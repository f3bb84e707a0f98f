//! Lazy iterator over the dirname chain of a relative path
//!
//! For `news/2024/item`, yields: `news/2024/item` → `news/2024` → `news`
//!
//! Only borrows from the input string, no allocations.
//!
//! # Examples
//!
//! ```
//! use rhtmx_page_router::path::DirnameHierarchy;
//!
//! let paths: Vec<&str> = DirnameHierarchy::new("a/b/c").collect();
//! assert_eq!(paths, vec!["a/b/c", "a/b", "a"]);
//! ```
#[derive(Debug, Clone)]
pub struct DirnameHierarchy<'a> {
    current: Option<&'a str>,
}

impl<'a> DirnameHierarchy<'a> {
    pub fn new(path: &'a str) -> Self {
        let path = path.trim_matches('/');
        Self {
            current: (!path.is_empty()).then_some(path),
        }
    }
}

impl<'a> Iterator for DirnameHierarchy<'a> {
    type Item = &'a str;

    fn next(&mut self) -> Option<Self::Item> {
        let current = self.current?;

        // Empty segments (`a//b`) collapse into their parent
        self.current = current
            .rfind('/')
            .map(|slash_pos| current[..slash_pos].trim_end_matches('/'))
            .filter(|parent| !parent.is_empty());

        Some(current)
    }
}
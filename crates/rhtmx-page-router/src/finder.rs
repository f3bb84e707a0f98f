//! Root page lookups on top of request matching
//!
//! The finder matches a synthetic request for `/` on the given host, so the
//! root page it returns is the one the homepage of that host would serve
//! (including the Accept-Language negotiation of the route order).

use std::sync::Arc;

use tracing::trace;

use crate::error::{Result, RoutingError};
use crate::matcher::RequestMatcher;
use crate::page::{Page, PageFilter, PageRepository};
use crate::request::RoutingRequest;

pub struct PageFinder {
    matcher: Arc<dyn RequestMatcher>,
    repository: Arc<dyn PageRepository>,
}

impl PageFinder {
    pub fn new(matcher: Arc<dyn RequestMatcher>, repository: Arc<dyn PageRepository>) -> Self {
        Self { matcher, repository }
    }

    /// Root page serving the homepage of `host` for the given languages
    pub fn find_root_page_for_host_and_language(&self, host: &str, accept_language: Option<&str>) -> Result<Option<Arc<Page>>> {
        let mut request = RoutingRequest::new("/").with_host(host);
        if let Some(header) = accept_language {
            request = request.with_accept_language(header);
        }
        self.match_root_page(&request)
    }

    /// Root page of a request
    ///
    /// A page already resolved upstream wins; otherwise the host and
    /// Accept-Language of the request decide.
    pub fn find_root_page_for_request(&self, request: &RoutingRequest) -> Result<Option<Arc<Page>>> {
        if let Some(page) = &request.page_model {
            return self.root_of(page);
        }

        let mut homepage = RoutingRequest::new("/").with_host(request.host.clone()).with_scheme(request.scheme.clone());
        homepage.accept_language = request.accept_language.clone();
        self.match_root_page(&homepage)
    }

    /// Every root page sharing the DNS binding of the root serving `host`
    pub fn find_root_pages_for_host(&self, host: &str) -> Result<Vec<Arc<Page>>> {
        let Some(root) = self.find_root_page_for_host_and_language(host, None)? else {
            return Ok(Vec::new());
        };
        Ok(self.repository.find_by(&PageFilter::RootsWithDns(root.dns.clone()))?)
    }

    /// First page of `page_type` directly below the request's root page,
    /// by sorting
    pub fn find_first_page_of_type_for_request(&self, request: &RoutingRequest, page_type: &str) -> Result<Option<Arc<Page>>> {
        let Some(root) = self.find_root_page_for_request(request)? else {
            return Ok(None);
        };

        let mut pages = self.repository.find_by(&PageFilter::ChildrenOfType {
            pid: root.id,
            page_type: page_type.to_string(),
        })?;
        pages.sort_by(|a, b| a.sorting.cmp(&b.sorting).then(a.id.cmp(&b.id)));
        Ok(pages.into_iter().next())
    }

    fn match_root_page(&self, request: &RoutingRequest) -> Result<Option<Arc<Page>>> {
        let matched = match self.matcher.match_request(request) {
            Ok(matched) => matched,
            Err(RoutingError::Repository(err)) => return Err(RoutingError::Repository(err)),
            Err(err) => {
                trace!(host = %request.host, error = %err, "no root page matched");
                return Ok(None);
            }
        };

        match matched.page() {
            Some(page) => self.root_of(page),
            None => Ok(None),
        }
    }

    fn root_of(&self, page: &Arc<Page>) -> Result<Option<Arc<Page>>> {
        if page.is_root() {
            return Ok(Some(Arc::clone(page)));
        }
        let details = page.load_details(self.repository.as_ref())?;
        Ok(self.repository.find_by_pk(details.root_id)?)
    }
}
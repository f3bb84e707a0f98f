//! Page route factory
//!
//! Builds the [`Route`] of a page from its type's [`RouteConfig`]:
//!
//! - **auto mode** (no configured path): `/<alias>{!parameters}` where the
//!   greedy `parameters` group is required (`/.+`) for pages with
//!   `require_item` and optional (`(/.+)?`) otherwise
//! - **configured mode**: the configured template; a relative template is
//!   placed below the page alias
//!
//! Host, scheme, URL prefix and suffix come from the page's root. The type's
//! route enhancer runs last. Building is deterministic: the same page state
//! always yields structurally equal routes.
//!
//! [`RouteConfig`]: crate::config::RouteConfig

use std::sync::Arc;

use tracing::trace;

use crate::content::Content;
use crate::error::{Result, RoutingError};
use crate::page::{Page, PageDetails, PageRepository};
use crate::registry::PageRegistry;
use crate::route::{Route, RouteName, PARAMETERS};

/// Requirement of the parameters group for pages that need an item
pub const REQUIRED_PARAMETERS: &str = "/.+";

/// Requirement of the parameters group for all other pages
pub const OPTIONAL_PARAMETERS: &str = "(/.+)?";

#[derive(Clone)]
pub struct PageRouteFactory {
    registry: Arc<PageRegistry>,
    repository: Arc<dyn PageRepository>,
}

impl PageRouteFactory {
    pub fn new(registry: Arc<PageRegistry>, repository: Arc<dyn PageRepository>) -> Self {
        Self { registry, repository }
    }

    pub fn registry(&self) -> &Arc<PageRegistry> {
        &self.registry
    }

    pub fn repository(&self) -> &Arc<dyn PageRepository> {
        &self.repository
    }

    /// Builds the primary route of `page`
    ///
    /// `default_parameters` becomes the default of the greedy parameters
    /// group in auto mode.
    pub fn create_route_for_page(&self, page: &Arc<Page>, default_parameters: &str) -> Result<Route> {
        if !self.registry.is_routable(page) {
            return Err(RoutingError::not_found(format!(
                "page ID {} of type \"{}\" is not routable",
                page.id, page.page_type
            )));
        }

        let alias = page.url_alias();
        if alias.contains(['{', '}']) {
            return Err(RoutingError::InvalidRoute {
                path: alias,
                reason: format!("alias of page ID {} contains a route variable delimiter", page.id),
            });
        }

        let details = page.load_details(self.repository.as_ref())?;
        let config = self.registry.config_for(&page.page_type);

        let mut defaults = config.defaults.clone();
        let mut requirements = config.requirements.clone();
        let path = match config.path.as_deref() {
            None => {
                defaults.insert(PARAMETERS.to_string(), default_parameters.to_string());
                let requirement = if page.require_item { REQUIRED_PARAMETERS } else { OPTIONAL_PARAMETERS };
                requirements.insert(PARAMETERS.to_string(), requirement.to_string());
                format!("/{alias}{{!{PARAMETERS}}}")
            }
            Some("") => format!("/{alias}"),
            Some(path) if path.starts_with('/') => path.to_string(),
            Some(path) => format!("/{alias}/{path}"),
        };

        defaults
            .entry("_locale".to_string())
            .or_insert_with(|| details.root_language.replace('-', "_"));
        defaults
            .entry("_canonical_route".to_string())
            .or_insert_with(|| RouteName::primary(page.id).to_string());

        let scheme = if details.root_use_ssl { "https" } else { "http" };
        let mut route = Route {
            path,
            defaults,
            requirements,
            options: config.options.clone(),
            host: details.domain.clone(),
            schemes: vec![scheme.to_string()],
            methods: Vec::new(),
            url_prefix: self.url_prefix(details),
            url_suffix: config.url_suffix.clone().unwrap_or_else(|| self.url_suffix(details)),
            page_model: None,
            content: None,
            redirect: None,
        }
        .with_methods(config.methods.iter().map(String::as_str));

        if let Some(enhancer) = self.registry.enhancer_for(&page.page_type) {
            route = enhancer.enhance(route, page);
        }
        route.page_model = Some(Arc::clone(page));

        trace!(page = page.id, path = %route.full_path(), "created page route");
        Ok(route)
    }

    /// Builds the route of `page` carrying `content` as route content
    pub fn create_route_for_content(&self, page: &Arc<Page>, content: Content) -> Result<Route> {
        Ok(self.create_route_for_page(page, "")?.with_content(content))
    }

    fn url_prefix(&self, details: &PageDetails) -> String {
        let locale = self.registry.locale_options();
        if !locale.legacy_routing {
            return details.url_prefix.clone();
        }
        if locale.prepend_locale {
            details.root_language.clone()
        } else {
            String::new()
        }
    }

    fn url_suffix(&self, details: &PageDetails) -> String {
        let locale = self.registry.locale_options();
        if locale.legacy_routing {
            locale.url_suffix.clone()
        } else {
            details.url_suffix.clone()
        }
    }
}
※ ※ ※
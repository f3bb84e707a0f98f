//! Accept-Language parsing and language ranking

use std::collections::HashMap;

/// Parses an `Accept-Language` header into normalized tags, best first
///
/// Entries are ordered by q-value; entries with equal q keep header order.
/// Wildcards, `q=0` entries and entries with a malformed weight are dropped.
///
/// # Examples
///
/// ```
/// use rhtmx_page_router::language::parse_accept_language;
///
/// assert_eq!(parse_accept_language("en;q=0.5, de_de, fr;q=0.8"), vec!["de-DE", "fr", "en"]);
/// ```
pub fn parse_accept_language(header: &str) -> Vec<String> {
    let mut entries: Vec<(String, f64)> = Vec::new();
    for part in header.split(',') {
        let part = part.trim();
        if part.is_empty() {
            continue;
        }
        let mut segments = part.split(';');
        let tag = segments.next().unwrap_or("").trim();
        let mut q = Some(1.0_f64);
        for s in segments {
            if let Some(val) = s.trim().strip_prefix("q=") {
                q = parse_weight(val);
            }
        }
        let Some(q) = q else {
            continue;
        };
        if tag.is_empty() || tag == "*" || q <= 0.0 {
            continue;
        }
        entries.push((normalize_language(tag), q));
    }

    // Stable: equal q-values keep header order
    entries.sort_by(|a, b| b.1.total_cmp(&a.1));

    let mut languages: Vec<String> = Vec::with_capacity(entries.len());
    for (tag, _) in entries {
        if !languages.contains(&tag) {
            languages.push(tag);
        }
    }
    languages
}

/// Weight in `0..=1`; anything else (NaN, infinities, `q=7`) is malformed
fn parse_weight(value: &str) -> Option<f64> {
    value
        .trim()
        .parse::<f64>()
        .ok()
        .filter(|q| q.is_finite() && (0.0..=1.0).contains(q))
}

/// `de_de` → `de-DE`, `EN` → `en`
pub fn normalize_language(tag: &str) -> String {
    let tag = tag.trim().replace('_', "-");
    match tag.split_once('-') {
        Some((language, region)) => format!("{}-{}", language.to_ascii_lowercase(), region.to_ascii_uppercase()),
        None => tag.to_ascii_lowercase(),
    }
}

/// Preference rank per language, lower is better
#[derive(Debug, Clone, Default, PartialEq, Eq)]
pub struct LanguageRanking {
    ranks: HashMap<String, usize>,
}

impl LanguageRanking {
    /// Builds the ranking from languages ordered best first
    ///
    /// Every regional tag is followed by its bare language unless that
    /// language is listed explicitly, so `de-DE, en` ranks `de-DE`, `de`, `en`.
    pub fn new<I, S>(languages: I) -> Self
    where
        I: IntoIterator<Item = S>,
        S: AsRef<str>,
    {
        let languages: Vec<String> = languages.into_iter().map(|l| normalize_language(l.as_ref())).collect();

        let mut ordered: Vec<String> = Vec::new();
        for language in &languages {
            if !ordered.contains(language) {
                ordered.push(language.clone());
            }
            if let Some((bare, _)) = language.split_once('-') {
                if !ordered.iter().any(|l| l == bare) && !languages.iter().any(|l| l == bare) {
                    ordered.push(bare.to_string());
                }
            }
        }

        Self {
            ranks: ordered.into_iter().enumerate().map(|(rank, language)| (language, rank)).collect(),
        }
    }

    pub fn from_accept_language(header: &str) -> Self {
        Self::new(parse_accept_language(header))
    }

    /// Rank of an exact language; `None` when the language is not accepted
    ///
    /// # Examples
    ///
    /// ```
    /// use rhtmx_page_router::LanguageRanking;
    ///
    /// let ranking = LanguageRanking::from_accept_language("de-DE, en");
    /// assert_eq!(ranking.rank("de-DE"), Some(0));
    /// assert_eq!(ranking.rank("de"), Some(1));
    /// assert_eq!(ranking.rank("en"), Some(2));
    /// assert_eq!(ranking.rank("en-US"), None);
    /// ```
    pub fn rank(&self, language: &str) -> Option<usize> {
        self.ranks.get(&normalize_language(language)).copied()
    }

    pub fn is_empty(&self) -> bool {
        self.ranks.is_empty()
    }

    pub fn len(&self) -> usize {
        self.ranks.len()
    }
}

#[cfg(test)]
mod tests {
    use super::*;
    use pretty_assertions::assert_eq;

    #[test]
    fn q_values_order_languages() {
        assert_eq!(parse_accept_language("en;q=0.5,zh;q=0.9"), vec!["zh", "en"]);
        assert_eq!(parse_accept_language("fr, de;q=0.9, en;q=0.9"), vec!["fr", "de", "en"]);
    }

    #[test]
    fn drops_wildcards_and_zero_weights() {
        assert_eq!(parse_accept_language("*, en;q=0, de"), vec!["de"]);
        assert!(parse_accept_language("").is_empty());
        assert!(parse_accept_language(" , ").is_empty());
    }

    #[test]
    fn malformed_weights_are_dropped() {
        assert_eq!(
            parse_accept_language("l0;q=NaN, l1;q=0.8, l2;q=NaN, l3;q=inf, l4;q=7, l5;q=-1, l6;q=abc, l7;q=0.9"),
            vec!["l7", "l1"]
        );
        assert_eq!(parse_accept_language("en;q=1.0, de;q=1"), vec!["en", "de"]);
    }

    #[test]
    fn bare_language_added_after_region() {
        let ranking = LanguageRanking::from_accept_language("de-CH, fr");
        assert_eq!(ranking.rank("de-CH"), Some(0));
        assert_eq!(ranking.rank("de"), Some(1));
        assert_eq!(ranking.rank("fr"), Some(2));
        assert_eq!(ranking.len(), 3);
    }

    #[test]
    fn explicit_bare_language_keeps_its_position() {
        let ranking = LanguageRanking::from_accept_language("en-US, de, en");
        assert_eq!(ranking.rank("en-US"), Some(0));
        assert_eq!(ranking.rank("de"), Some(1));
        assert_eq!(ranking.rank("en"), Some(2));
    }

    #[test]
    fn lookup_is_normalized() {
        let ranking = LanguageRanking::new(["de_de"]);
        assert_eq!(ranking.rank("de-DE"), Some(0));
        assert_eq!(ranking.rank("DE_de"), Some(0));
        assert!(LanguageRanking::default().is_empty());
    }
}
※ ※ ※
Task details - Each line above that has the word "None" must be copied.

Solution to this problem -
        let Some(root) = self.find_root_page_for_host_and_language(host, None)? else {
            return Ok(None);
                return Ok(None);
            None => Ok(None),
            None => {
            page_model: None,
            content: None,
            redirect: None,
        None => tag.to_ascii_lowercase(),
    /// Rank of an exact language; `None` when the language is not accepted
    /// assert_eq!(ranking.rank("en-US"), None);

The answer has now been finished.